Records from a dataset
· · · · ·

// SPDX-License-Identifier: Parity-7.0.0 OR PolyForm-Noncommercial-1.0.0
//! The downstream seam: a binding-based, state-machine graphics API.
//!
//! Everything above this module speaks in terms of [`Driver`] calls.  A real
//! backend forwards each call to the native API of its context; the recording
//! backend in [`crate::imp`] logs them so the bound-state mirror can be checked
//! against what the driver actually saw.
//!
//! Each `Driver` value represents one context.  A device owns two: the primary
//! context used by the command list, and the secondary context handed out by
//! [`crate::creation_context`].

use crate::pipeline::program::EffectBytecode;
use std::ptr::NonNull;

/// Native program handle.  `ProgramId::NONE` unbinds.
#[derive(Debug, Clone, Copy, PartialEq, Eq, Hash, Default, PartialOrd, Ord)]
pub struct ProgramId(pub u32);

impl ProgramId {
    pub const NONE: ProgramId = ProgramId(0);
}

/// Native texture or renderbuffer handle.
#[derive(Debug, Clone, Copy, PartialEq, Eq, Hash, Default, PartialOrd, Ord)]
pub struct TextureId(pub u32);

impl TextureId {
    pub const NONE: TextureId = TextureId(0);
}

/// Native buffer handle.
#[derive(Debug, Clone, Copy, PartialEq, Eq, Hash, Default, PartialOrd, Ord)]
pub struct BufferId(pub u32);

impl BufferId {
    pub const NONE: BufferId = BufferId(0);
}

/// Native framebuffer handle.  Handle 0 is the window-provided framebuffer.
#[derive(Debug, Clone, Copy, PartialEq, Eq, Hash, Default, PartialOrd, Ord)]
pub struct FramebufferId(pub u32);

impl FramebufferId {
    pub const WINDOW: FramebufferId = FramebufferId(0);
}

/// Toggles driven through `enable`/`disable`.
#[derive(Debug, Clone, Copy, PartialEq, Eq, Hash)]
pub enum Capability {
    Blend,
    SampleAlphaToCoverage,
    DepthTest,
    StencilTest,
    CullFace,
    ScissorTest,
    DepthClamp,
    PolygonOffsetFill,
    FramebufferSrgb,
}

#[derive(Debug, Clone, Copy, PartialEq, Eq, Hash, Default)]
#[repr(u16)]
pub enum BlendEquation {
    #[default]
    Add,
    Subtract,
    ReverseSubtract,
    Min,
    Max,
}

#[derive(Debug, Clone, Copy, PartialEq, Eq, Hash)]
#[repr(u8)]
pub enum BlendFactor {
    Zero,
    One,
    SrcColor,
    OneMinusSrcColor,
    SrcAlpha,
    OneMinusSrcAlpha,
    DstAlpha,
    OneMinusDstAlpha,
    DstColor,
    OneMinusDstColor,
    SrcAlphaSaturate,
    ConstantColor,
    OneMinusConstantColor,
    Src1Color,
    OneMinusSrc1Color,
    Src1Alpha,
    OneMinusSrc1Alpha,
}

/// Channel mask for color writes.
#[derive(Debug, Clone, Copy, PartialEq, Eq, Hash)]
pub struct ColorWriteChannels(u8);

impl ColorWriteChannels {
    pub const NONE: ColorWriteChannels = ColorWriteChannels(0);
    pub const RED: ColorWriteChannels = ColorWriteChannels(1);
    pub const GREEN: ColorWriteChannels = ColorWriteChannels(2);
    pub const BLUE: ColorWriteChannels = ColorWriteChannels(4);
    pub const ALPHA: ColorWriteChannels = ColorWriteChannels(8);
    pub const ALL: ColorWriteChannels = ColorWriteChannels(15);

    pub const fn from_bits(bits: u8) -> Self {
        ColorWriteChannels(bits & 15)
    }
    pub const fn bits(self) -> u8 {
        self.0
    }
    pub const fn union(self, other: ColorWriteChannels) -> Self {
        ColorWriteChannels(self.0 | other.0)
    }
    pub const fn red(self) -> bool {
        self.0 & 1 != 0
    }
    pub const fn green(self) -> bool {
        self.0 & 2 != 0
    }
    pub const fn blue(self) -> bool {
        self.0 & 4 != 0
    }
    pub const fn alpha(self) -> bool {
        self.0 & 8 != 0
    }
}

impl Default for ColorWriteChannels {
    fn default() -> Self {
        ColorWriteChannels::ALL
    }
}

#[derive(Debug, Clone, Copy, PartialEq, Eq, Hash)]
#[repr(u8)]
pub enum CompareFunction {
    Never,
    Less,
    Equal,
    LessEqual,
    Greater,
    NotEqual,
    GreaterEqual,
    Always,
}

#[derive(Debug, Clone, Copy, PartialEq, Eq, Hash)]
#[repr(u8)]
pub enum StencilOperation {
    Keep,
    Zero,
    Replace,
    IncrementSaturation,
    DecrementSaturation,
    Invert,
    Increment,
    Decrement,
}

#[derive(Debug, Clone, Copy, PartialEq, Eq, Hash)]
pub enum Face {
    Front,
    Back,
    FrontAndBack,
}

#[derive(Debug, Clone, Copy, PartialEq, Eq, Hash)]
#[repr(u8)]
pub enum FrontFace {
    Clockwise,
    CounterClockwise,
}

#[derive(Debug, Clone, Copy, PartialEq, Eq, Hash)]
#[repr(u8)]
pub enum PolygonMode {
    Fill,
    Line,
}

#[derive(Debug, Clone, Copy, PartialEq, Eq, Hash, Default)]
pub enum PrimitiveType {
    PointList,
    LineList,
    LineStrip,
    #[default]
    TriangleList,
    TriangleStrip,
}

#[derive(Debug, Clone, Copy, PartialEq, Eq, Hash)]
pub enum BufferTarget {
    Array,
    ElementArray,
    Uniform,
    PixelPack,
    PixelUnpack,
    CopyRead,
    CopyWrite,
    DrawIndirect,
    DispatchIndirect,
}

#[derive(Debug, Clone, Copy, PartialEq, Eq, Hash)]
pub enum BufferUsageHint {
    StaticDraw,
    DynamicDraw,
    StreamRead,
    DynamicCopy,
}

#[derive(Debug, Clone, Copy, PartialEq, Eq, Hash)]
pub enum TextureTarget {
    Texture1D,
    Texture2D,
    Texture2DMultisample,
    Texture2DArray,
    Texture3D,
    TextureCubeMap,
    /// One face of a cube map, 0..6 in +X, -X, +Y, -Y, +Z, -Z order.
    CubeMapFace(u8),
    Renderbuffer,
}

#[derive(Debug, Clone, Copy, PartialEq, Eq, Hash)]
pub enum Attachment {
    Color(u32),
    Depth,
    Stencil,
    DepthStencil,
}

#[derive(Debug, Clone, Copy, PartialEq, Eq, Hash)]
pub enum FramebufferStatus {
    Complete,
    IncompleteAttachment,
    MissingAttachment,
    IncompleteMultisample,
    Unsupported,
}

/// Component type of a vertex attribute.
#[derive(Debug, Clone, Copy, PartialEq, Eq, Hash)]
pub enum AttribType {
    Byte,
    UnsignedByte,
    Short,
    UnsignedShort,
    Int,
    UnsignedInt,
    HalfFloat,
    Float,
}

#[derive(Debug, Clone, Copy, PartialEq, Eq, Hash, Default)]
pub enum IndexType {
    #[default]
    UnsignedShort,
    UnsignedInt,
}

impl IndexType {
    pub const fn element_size(self) -> usize {
        match self {
            IndexType::UnsignedShort => 2,
            IndexType::UnsignedInt => 4,
        }
    }
}

/// Access flags for `map_buffer_range`.
#[derive(Debug, Clone, Copy, PartialEq, Eq, Hash, Default)]
pub struct MapAccess {
    pub read: bool,
    pub write: bool,
    pub invalidate_buffer: bool,
    pub unsynchronized: bool,
}

/// Which buffers `clear` touches.
#[derive(Debug, Clone, Copy, PartialEq, Eq, Hash, Default)]
pub struct ClearMask {
    pub color: bool,
    pub depth: bool,
    pub stencil: bool,
}

#[derive(Debug, Clone, Copy, PartialEq, Eq, Hash)]
pub enum TextureFilter {
    Nearest,
    Linear,
    NearestMipmapNearest,
    LinearMipmapNearest,
    NearestMipmapLinear,
    LinearMipmapLinear,
}

#[derive(Debug, Clone, Copy, PartialEq, Eq, Hash)]
pub enum TextureWrap {
    Repeat,
    MirroredRepeat,
    ClampToEdge,
    ClampToBorder,
    MirrorClampToEdge,
}

/// One `tex_parameter` assignment.
#[derive(Debug, Clone, Copy, PartialEq)]
pub enum TextureParameter {
    MinFilter(TextureFilter),
    MagFilter(TextureFilter),
    WrapS(TextureWrap),
    WrapT(TextureWrap),
    WrapR(TextureWrap),
    MinLod(f32),
    MaxLod(f32),
    LodBias(f32),
    MaxAnisotropy(f32),
    /// `None` disables depth comparison.
    Compare(Option<CompareFunction>),
    BorderColor([f32; 4]),
}

#[derive(Debug, Clone, Copy, PartialEq, Default)]
pub struct Viewport {
    pub x: f32,
    pub y: f32,
    pub width: f32,
    pub height: f32,
    pub min_depth: f32,
    pub max_depth: f32,
}

impl Viewport {
    pub const fn new(x: f32, y: f32, width: f32, height: f32) -> Self {
        Viewport {
            x,
            y,
            width,
            height,
            min_depth: 0.0,
            max_depth: 1.0,
        }
    }
}

#[derive(Debug, Clone, Copy, PartialEq, Eq, Hash, Default)]
pub struct Rectangle {
    pub x: i32,
    pub y: i32,
    pub width: i32,
    pub height: i32,
}

/// What the context can do, queried once at device creation.
#[derive(Debug, Clone, Copy, PartialEq, Eq, Hash)]
pub struct Capabilities {
    pub has_depth_clamp: bool,
    pub has_texture_buffers: bool,
    pub has_khronos_debug: bool,
    pub has_timer_queries: bool,
    pub has_multisample_textures: bool,
}

impl Default for Capabilities {
    fn default() -> Self {
        Capabilities {
            has_depth_clamp: true,
            has_texture_buffers: true,
            has_khronos_debug: true,
            has_timer_queries: true,
            has_multisample_textures: true,
        }
    }
}

/// Failure reported by the driver itself.
#[derive(Debug, Clone, PartialEq, Eq, thiserror::Error)]
#[non_exhaustive]
pub enum DriverError {
    #[error("program link failed: {0}")]
    ProgramLink(String),
    #[error("out of memory")]
    OutOfMemory,
}

/// A binding-based graphics context.
///
/// Calls have the semantics of their OpenGL namesakes.  Implementations never
/// cache anything; avoiding redundant calls is the caller's job.
pub trait Driver: Send + 'static {
    fn capabilities(&self) -> Capabilities;

    // context
    fn make_current(&mut self);
    fn release_current(&mut self);
    fn flush(&mut self);
    fn finish(&mut self);

    // fixed-function toggles and state
    fn enable(&mut self, capability: Capability);
    fn disable(&mut self, capability: Capability);
    fn blend_equation_separate(&mut self, color: BlendEquation, alpha: BlendEquation);
    fn blend_func_separate(
        &mut self,
        src_color: BlendFactor,
        dst_color: BlendFactor,
        src_alpha: BlendFactor,
        dst_alpha: BlendFactor,
    );
    fn blend_color(&mut self, color: [f32; 4]);
    fn color_mask(&mut self, mask: ColorWriteChannels);
    fn depth_mask(&mut self, write: bool);
    fn depth_func(&mut self, function: CompareFunction);
    fn stencil_mask(&mut self, mask: u8);
    fn stencil_func_separate(
        &mut self,
        face: Face,
        function: CompareFunction,
        reference: i32,
        read_mask: u8,
    );
    fn stencil_op_separate(
        &mut self,
        face: Face,
        stencil_fail: StencilOperation,
        depth_fail: StencilOperation,
        pass: StencilOperation,
    );
    fn cull_face(&mut self, face: Face);
    fn front_face(&mut self, front_face: FrontFace);
    fn polygon_mode(&mut self, mode: PolygonMode);
    fn polygon_offset(&mut self, factor: f32, units: f32);

    // viewport
    fn viewport_array(&mut self, first: u32, viewports: &[Viewport]);
    fn depth_range(&mut self, min: f32, max: f32);
    fn scissor_array(&mut self, first: u32, rectangles: &[Rectangle]);

    // programs
    fn create_program(
        &mut self,
        bytecode: &EffectBytecode,
        emulate_depth_clamp: bool,
    ) -> Result<ProgramId, DriverError>;
    fn delete_program(&mut self, program: ProgramId);
    fn use_program(&mut self, program: ProgramId);

    // buffers
    fn gen_buffer(&mut self) -> BufferId;
    fn delete_buffer(&mut self, buffer: BufferId);
    fn bind_buffer(&mut self, target: BufferTarget, buffer: BufferId);
    fn bind_buffer_base(&mut self, target: BufferTarget, index: u32, buffer: BufferId);
    fn buffer_data(&mut self, target: BufferTarget, size: usize, usage: BufferUsageHint);
    fn map_buffer_range(
        &mut self,
        target: BufferTarget,
        offset: usize,
        length: usize,
        access: MapAccess,
    ) -> Option<NonNull<u8>>;
    fn unmap_buffer(&mut self, target: BufferTarget);
    /// Copies between the buffers bound at `CopyRead` and `CopyWrite`.
    fn copy_buffer_sub_data(&mut self, read_offset: usize, write_offset: usize, size: usize);

    // vertex input
    fn enable_vertex_attrib_array(&mut self, index: u32);
    fn disable_vertex_attrib_array(&mut self, index: u32);
    fn vertex_attrib_pointer(
        &mut self,
        index: u32,
        size: u32,
        attrib_type: AttribType,
        normalized: bool,
        stride: u32,
        offset: usize,
    );
    fn vertex_attrib_i_pointer(
        &mut self,
        index: u32,
        size: u32,
        attrib_type: AttribType,
        stride: u32,
        offset: usize,
    );

    // textures
    fn gen_texture(&mut self) -> TextureId;
    fn gen_renderbuffer(&mut self) -> TextureId;
    fn delete_texture(&mut self, texture: TextureId);
    fn active_texture(&mut self, unit: u32);
    fn bind_texture(&mut self, target: TextureTarget, texture: TextureId);
    fn tex_storage(&mut self, target: TextureTarget, levels: u32, size: [u32; 3], samples: u32);
    fn tex_parameter(&mut self, target: TextureTarget, parameter: TextureParameter);
    fn tex_sub_image(
        &mut self,
        target: TextureTarget,
        level: u32,
        offset: [u32; 3],
        size: [u32; 3],
    );
    /// Copies from the read framebuffer into the texture bound at `target`.
    fn copy_tex_sub_image(
        &mut self,
        target: TextureTarget,
        level: u32,
        offset: [u32; 3],
        source: Rectangle,
    );

    // framebuffers
    fn gen_framebuffer(&mut self) -> FramebufferId;
    fn delete_framebuffer(&mut self, framebuffer: FramebufferId);
    fn bind_framebuffer(&mut self, framebuffer: FramebufferId);
    fn framebuffer_texture_2d(
        &mut self,
        attachment: Attachment,
        target: TextureTarget,
        texture: TextureId,
        level: u32,
    );
    fn framebuffer_texture_layer(
        &mut self,
        attachment: Attachment,
        texture: TextureId,
        level: u32,
        layer: u32,
    );
    fn framebuffer_renderbuffer(&mut self, attachment: Attachment, renderbuffer: TextureId);
    fn draw_buffers(&mut self, attachments: &[Attachment]);
    fn check_framebuffer_status(&mut self) -> FramebufferStatus;
    /// Reads from the bound framebuffer into the bound pixel-pack buffer.
    fn read_pixels(&mut self, source: Rectangle, buffer_offset: usize);

    // clears
    fn clear_color(&mut self, color: [f32; 4]);
    fn clear_depth(&mut self, depth: f32);
    fn clear_stencil(&mut self, stencil: u8);
    fn clear(&mut self, mask: ClearMask);

    // submission
    fn draw_arrays(&mut self, primitive: PrimitiveType, first: u32, count: u32);
    fn draw_arrays_instanced(
        &mut self,
        primitive: PrimitiveType,
        first: u32,
        count: u32,
        instances: u32,
    );
    fn draw_elements_base_vertex(
        &mut self,
        primitive: PrimitiveType,
        count: u32,
        index_type: IndexType,
        offset: usize,
        base_vertex: i32,
    );
    fn draw_elements_instanced_base_vertex(
        &mut self,
        primitive: PrimitiveType,
        count: u32,
        index_type: IndexType,
        offset: usize,
        instances: u32,
        base_vertex: i32,
    );
    fn draw_arrays_indirect(&mut self, primitive: PrimitiveType, offset: usize);
    fn draw_elements_indirect(&mut self, primitive: PrimitiveType, index_type: IndexType, offset: usize);
    fn dispatch_compute(&mut self, x: u32, y: u32, z: u32);
    fn dispatch_compute_indirect(&mut self, offset: usize);

    // debugging
    fn push_debug_group(&mut self, name: &str);
    fn pop_debug_group(&mut self);
}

· · · · ·

* EXERCISE BRIEF
Across the records above, count the lines holding "ProgramId" and write down only that count.

* ANSWER TO THE EXERCISE
7